Scientific classification
- Kingdom: Animalia
- Phylum: Chordata
- Class: Reptilia
- Order: Squamata
- Suborder: Serpentes
- Family: Viperidae
- Genus: Bothrops
- Species: B. jararaca
- Binomial name: Bothrops jararaca (Wied-Neuwied, 1824)
- Synonyms: Cophias jajaraca [sic] Wied-Neuwied, 1824; Bothrops leucostigma Wagler, 1824; Cophias jararaca Wied-Neuwied, 1824; [Cophias] jararaca – Wied-Neuwied, 1825; C[ophias]. Jararakka [sic] – Wied-Neuwied, 1825; Cophias jararaca – Wagler, 1830; T[rigonocephalus]. jararaca – Schlegel, 1837; Craspedocephalus brasiliensis Günther, 1858; Crotalus craspedocephalus brasiliensis – Higgins, 1873; Bothrops jararaca – Golay et al., 1993; Bothropoides jararaca – Fenwick et al., 2009;

= Bothrops jararaca =

- Genus: Bothrops
- Species: jararaca
- Authority: (Wied-Neuwied, 1824)
- Conservation status: LC
- Synonyms: Cophias jajaraca [sic] , Wied-Neuwied, 1824, Bothrops leucostigma Wagler, 1824, Cophias jararaca , Wied-Neuwied, 1824, [Cophias] jararaca , - Wied-Neuwied, 1825, C[ophias]. Jararakka [sic] , - Wied-Neuwied, 1825, Cophias jararaca - Wagler, 1830, T[rigonocephalus]. jararaca , - Schlegel, 1837, Craspedocephalus brasiliensis Günther, 1858, Crotalus craspedocephalus brasiliensis - Higgins, 1873, Bothrops jararaca , - Golay et al., 1993, Bothropoides jararaca , - Fenwick et al., 2009

Species of snake

Bothrops jararaca—known as the jararaca or yarara—is a highly venomous pit viper species endemic to South America in southern Brazil, Paraguay, and northern Argentina.
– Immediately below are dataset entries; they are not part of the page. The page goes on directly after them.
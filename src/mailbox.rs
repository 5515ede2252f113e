//! Outbound mailbox
//!
//! Bounded per-connection queue between the hub and one client, plus the
//! sender task that drains it. A slow client only ever fills its own
//! mailbox: the hub enqueues without waiting and drops the new frame when
//! the mailbox is full.

use std::time::Duration;

use tokio::sync::mpsc;
use tokio::time::timeout;
use tracing::{debug, error};

use crate::error::{AppError, EnqueueError};
use crate::message::ServerMessage;
use crate::transport::FrameSender;

/// Hub-side handle of a connection's outbound queue
#[derive(Debug, Clone)]
pub struct Mailbox {
    sender: mpsc::Sender<ServerMessage>,
}

/// Sender-task side of a connection's outbound queue
pub type Outbox = mpsc::Receiver<ServerMessage>;

impl Mailbox {
    /// Create a mailbox holding at most `capacity` pending frames
    pub fn channel(capacity: usize) -> (Mailbox, Outbox) {
        let (sender, receiver) = mpsc::channel(capacity);
        (Mailbox { sender }, receiver)
    }

    /// Enqueue without waiting
    ///
    /// When the mailbox is full the frame passed in is dropped and
    /// [`EnqueueError::Full`] is returned. Frames already queued are kept.
    pub fn enqueue(&self, msg: ServerMessage) -> Result<(), EnqueueError> {
        self.sender.try_send(msg).map_err(|e| match e {
            mpsc::error::TrySendError::Full(_) => EnqueueError::Full,
            mpsc::error::TrySendError::Closed(_) => EnqueueError::Closed,
        })
    }

    /// Whether the sender task has gone away
    pub fn is_closed(&self) -> bool {
        self.sender.is_closed()
    }
}

/// Drain `outbox` into `sink` until the hub drops the mailbox or a send fails
///
/// Each write is bounded by `send_timeout`, and so is closing the sink on
/// the way out. A peer that stopped reading can stall the close handshake
/// as well.
pub async fn run_sender<T>(
    mut outbox: Outbox,
    mut sink: T,
    send_timeout: Duration,
) -> Result<(), AppError>
where
    T: FrameSender,
{
    let result = loop {
        let Some(msg) = outbox.recv().await else {
            debug!("Mailbox released, ending sender task");
            break Ok(());
        };

        let json = match serde_json::to_string(&msg) {
            Ok(json) => json,
            Err(e) => {
                error!("Failed to serialize {} frame: {}", msg.kind(), e);
                // Continue - don't break on serialization errors
                continue;
            }
        };

        match timeout(send_timeout, sink.send(json)).await {
            Ok(Ok(())) => {}
            Ok(Err(e)) => break Err(e),
            Err(_) => break Err(AppError::SendTimeout),
        }
    };

    if timeout(send_timeout, sink.close()).await.is_err() {
        debug!("Close did not complete within {:?}, dropping sink", send_timeout);
    }
    result
}
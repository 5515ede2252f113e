//! Server configuration
//!
//! Read from `HUB_*` environment variables, with the bind address also
//! accepted as the first command-line argument.

use std::collections::HashMap;
use std::env;
use std::path::PathBuf;
use std::time::Duration;

use crate::error::ConfigError;

/// Default server address
pub const DEFAULT_ADDR: &str = "127.0.0.1:8080";

/// Router inbound channel bound. Pumps block when it is full.
pub const DEFAULT_ROUTER_CAPACITY: usize = 4096;

/// Per-connection outbound mailbox bound. The hub drops frames past it.
pub const DEFAULT_MAILBOX_CAPACITY: usize = 256;

/// Upper bound on a single frame write
pub const DEFAULT_SEND_TIMEOUT: Duration = Duration::from_secs(10);

#[derive(Debug, Clone)]
pub struct ServerConfig {
    pub addr: String,
    pub router_capacity: usize,
    pub mailbox_capacity: usize,
    pub send_timeout: Duration,
    /// Only this `Origin` may upgrade, when set
    pub allowed_origin: Option<String>,
    /// JSON object of session token -> user id, loaded at startup
    pub sessions_file: Option<PathBuf>,
}

impl Default for ServerConfig {
    fn default() -> Self {
        Self {
            addr: DEFAULT_ADDR.to_string(),
            router_capacity: DEFAULT_ROUTER_CAPACITY,
            mailbox_capacity: DEFAULT_MAILBOX_CAPACITY,
            send_timeout: DEFAULT_SEND_TIMEOUT,
            allowed_origin: None,
            sessions_file: None,
        }
    }
}

impl ServerConfig {
    /// Load from the process environment and command line
    pub fn from_env() -> Result<Self, ConfigError> {
        let vars: HashMap<String, String> = env::vars().collect();
        let mut config = Self::from_vars(&vars)?;

        if let Some(addr) = env::args().nth(1) {
            config.addr = addr;
        }

        Ok(config)
    }

    /// Build from an explicit variable map
    pub fn from_vars(vars: &HashMap<String, String>) -> Result<Self, ConfigError> {
        let mut config = Self::default();

        if let Some(addr) = vars.get("HUB_ADDR") {
            config.addr = addr.clone();
        }
        if let Some(value) = vars.get("HUB_ROUTER_CAPACITY") {
            config.router_capacity = parse_capacity("HUB_ROUTER_CAPACITY", value)?;
        }
        if let Some(value) = vars.get("HUB_MAILBOX_CAPACITY") {
            config.mailbox_capacity = parse_capacity("HUB_MAILBOX_CAPACITY", value)?;
        }
        if let Some(value) = vars.get("HUB_SEND_TIMEOUT_MS") {
            let millis = parse_capacity("HUB_SEND_TIMEOUT_MS", value)?;
            config.send_timeout = Duration::from_millis(millis as u64);
        }

        config.allowed_origin = vars
            .get("HUB_ALLOWED_ORIGIN")
            .filter(|o| !o.is_empty())
            .cloned();
        config.sessions_file = vars
            .get("HUB_SESSIONS_FILE")
            .filter(|p| !p.is_empty())
            .map(PathBuf::from);

        Ok(config)
    }

    /// Read the configured sessions file, if any
    pub fn load_sessions(&self) -> Result<HashMap<String, String>, ConfigError> {
        let Some(path) = &self.sessions_file else {
            return Ok(HashMap::new());
        };
        let raw = std::fs::read_to_string(path)?;
        Ok(serde_json::from_str(&raw)?)
    }
}

/// Parse a strictly positive number
fn parse_capacity(name: &'static str, value: &str) -> Result<usize, ConfigError> {
    match value.trim().parse::<usize>() {
        Ok(n) if n > 0 => Ok(n),
        _ => Err(ConfigError::InvalidValue {
            name,
            value: value.to_string(),
        }),
    }
}

#[cfg(test)]
mod tests {
    use super::*;

    fn vars(pairs: &[(&str, &str)]) -> HashMap<String, String> {
        pairs
            .iter()
            .map(|(k, v)| (k.to_string(), v.to_string()))
            .collect()
    }

    #[test]
    fn test_defaults() {
        let config = ServerConfig::from_vars(&HashMap::new()).unwrap();
        assert_eq!(config.addr, DEFAULT_ADDR);
        assert_eq!(config.router_capacity, DEFAULT_ROUTER_CAPACITY);
        assert_eq!(config.mailbox_capacity, DEFAULT_MAILBOX_CAPACITY);
        assert_eq!(config.send_timeout, DEFAULT_SEND_TIMEOUT);
        assert!(config.allowed_origin.is_none());
        assert!(config.sessions_file.is_none());
    }

    #[test]
    fn test_overrides() {
        let config = ServerConfig::from_vars(&vars(&[
            ("HUB_ADDR", "0.0.0.0:9000"),
            ("HUB_MAILBOX_CAPACITY", "8"),
            ("HUB_SEND_TIMEOUT_MS", "250"),
            ("HUB_ALLOWED_ORIGIN", "http://localhost:8080"),
        ]))
        .unwrap();

        assert_eq!(config.addr, "0.0.0.0:9000");
        assert_eq!(config.mailbox_capacity, 8);
        assert_eq!(config.send_timeout, Duration::from_millis(250));
        assert_eq!(
            config.allowed_origin.as_deref(),
            Some("http://localhost:8080")
        );
    }

    #[test]
    fn test_zero_capacity_rejected() {
        let err = ServerConfig::from_vars(&vars(&[("HUB_ROUTER_CAPACITY", "0")])).unwrap_err();
        assert!(matches!(
            err,
            ConfigError::InvalidValue {
                name: "HUB_ROUTER_CAPACITY",
                ..
            }
        ));
    }

    #[test]
    fn test_garbage_capacity_rejected() {
        assert!(ServerConfig::from_vars(&vars(&[("HUB_MAILBOX_CAPACITY", "lots")])).is_err());
    }

    #[test]
    fn test_no_sessions_file_loads_empty() {
        let config = ServerConfig::default();
        assert!(config.load_sessions().unwrap().is_empty());
    }
}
The specific name, jararaca, is derived from Old Tupi îararaka. Within its geographic range, it is often abundant and is an important cause of snakebite. No subspecies are currently recognized.

The drugs known as angiotensin converting enzyme (ACE) inhibitors, used for the treatment of hypertension and some types of congestive heart failure, were developed from a peptide found in the venom of this species.

==Description==
This is a slender and terrestrial species that grows to a maximum total length of 160 cm (63 in), although the average total length is much less.

The head scalation includes 5–12 intersupraoculars that are weakly keeled, 7–9 supralabials (usually 8) of which the second is fused with the prelacunal to form a lacunolabial, and 9–13 sublabials (usually 10–12). The midbody has 20–27 rows of dorsal scales (usually 23–25). The ventrals number 170–216 (rarely 218) and the 51–71 subcaudals are mostly paired.

The color pattern is extremely variable, consisting of a dorsal ground color that may be tan, brown, gray, yellow, olive, or almost maroon. Midbody, this color is usually somewhat lighter than the head, anterior and posterior. The dorsal ground color is overlaid with a series of pale-edged, dark brown, subtriangular or trapezoidal markings on either side of the body, the apices of which reach the vertebral line. These marking may be situated opposite each other, or partially or completely juxtaposed; most specimens have a pattern with all three variations. In juveniles, the tip of the tail is white.

The head has a prominent, dark brown stripe that runs from behind the eye, on either side of the head, back to the angle of the mouth, usually touching the last three supralabials. Dorsally, this stripe is bordered by a distinct pale area. The tongue is black, and the iris is gold to greenish gold with slightly darker reticulations.

== Behavior ==
This snake usually hunts at night and during the day takes shelter in foliage; in habitats at higher altitudes and those with colder months, a significant reduction in activities occurs, with greater activity observed during the warmer months.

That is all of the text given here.